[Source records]
--- START ---
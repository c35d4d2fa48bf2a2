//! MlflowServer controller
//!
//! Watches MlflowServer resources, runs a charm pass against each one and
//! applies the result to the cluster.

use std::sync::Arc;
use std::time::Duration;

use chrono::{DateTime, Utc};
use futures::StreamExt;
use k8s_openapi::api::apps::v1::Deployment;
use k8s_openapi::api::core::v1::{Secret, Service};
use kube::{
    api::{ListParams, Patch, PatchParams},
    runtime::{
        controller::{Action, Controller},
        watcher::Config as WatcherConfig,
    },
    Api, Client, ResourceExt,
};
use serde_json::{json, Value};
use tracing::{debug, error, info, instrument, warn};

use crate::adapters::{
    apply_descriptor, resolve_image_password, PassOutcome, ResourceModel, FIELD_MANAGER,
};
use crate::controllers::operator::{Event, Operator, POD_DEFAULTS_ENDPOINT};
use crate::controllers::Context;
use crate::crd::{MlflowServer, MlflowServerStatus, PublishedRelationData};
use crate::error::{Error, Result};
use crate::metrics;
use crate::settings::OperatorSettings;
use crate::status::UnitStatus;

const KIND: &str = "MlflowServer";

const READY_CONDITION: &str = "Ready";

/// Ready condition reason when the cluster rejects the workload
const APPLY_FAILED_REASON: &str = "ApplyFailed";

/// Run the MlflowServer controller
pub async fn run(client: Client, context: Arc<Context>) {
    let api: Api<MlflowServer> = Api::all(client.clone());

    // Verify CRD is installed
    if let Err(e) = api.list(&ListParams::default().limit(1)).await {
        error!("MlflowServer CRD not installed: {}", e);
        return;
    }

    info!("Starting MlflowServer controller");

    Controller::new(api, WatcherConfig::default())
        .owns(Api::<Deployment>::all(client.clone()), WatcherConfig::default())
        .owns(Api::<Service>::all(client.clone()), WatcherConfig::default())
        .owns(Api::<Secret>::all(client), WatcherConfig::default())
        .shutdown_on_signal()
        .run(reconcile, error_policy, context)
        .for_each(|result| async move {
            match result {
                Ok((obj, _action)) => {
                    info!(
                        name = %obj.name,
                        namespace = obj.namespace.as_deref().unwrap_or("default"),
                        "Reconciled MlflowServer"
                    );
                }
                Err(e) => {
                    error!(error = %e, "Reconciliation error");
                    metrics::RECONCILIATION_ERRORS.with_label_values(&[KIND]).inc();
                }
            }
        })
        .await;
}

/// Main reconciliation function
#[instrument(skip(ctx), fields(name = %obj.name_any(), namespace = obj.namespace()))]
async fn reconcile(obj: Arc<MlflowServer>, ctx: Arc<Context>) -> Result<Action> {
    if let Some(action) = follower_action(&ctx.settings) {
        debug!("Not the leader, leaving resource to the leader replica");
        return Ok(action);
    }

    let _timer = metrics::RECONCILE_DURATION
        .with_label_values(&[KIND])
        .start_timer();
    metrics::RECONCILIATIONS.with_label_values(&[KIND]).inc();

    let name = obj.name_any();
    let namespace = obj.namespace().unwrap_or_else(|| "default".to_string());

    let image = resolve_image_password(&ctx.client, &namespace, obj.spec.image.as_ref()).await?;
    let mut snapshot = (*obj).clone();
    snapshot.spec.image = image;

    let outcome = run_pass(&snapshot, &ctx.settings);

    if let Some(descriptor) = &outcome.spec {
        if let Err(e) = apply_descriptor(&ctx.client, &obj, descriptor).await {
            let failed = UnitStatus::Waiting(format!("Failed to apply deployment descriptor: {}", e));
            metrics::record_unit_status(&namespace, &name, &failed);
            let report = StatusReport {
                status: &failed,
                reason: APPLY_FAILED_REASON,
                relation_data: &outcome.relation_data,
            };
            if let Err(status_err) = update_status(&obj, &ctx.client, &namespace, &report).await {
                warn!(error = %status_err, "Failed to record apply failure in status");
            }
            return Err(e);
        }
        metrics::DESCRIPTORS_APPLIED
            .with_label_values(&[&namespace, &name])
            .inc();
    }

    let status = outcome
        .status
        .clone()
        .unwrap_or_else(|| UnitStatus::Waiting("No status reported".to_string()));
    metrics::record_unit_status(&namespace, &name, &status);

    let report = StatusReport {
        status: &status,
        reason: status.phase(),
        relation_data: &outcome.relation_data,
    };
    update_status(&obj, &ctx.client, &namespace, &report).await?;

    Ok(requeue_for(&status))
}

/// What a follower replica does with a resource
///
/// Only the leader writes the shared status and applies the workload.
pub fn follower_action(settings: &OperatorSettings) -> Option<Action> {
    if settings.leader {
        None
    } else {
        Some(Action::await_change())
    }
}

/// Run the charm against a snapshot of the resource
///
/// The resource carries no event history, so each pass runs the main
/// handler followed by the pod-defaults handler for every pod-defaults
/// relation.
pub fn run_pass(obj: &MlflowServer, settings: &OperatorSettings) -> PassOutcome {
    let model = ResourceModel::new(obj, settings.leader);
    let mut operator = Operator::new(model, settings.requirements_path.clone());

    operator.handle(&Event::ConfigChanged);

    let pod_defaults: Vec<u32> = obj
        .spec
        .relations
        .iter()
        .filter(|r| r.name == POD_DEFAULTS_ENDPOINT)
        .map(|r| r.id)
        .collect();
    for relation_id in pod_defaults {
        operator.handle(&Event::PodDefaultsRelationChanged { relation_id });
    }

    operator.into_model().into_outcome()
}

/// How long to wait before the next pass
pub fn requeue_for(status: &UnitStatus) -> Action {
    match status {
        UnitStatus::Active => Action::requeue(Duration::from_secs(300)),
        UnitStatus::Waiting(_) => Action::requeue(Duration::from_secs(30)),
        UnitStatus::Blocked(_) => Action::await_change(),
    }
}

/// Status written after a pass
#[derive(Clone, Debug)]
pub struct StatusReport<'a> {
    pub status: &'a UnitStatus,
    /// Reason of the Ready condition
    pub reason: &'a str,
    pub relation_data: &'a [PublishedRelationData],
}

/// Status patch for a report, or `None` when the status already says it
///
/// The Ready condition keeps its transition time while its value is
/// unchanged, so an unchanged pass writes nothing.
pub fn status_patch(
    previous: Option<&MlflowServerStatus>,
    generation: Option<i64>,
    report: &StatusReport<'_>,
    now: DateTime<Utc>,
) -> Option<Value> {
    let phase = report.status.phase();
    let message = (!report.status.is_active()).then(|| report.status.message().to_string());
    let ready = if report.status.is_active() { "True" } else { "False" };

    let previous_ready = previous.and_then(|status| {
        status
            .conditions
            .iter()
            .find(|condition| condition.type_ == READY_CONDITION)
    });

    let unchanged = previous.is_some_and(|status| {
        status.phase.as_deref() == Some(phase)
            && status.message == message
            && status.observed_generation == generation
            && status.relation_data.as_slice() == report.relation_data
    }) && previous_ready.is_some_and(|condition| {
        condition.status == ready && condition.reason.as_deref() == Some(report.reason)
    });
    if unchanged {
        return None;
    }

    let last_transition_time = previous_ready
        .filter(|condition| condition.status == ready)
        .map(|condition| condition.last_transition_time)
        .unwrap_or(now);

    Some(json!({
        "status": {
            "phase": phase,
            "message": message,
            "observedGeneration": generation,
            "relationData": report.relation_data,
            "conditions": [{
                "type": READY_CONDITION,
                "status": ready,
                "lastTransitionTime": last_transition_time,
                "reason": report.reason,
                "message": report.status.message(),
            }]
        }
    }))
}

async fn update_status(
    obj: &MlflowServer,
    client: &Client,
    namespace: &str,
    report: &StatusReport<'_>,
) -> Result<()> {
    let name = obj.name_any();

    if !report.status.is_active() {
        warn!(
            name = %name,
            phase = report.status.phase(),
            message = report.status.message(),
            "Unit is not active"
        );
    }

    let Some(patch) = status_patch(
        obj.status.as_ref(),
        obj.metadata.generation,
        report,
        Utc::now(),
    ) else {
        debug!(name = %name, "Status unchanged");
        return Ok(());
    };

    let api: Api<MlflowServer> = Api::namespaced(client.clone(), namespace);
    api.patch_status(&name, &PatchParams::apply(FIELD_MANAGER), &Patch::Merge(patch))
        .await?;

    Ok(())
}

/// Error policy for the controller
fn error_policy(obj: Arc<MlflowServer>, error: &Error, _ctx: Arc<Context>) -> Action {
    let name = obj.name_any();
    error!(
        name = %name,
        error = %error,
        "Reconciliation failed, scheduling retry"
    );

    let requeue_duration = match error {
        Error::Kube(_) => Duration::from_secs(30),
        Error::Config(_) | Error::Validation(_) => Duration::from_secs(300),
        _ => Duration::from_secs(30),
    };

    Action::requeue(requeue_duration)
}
--- END ---
Your goal:
From the records above, pull every line that carries the word "StatusReport".

Solved exercise:
            let report = StatusReport {
    let report = StatusReport {
pub struct StatusReport<'a> {
    report: &StatusReport<'_>,
    report: &StatusReport<'_>,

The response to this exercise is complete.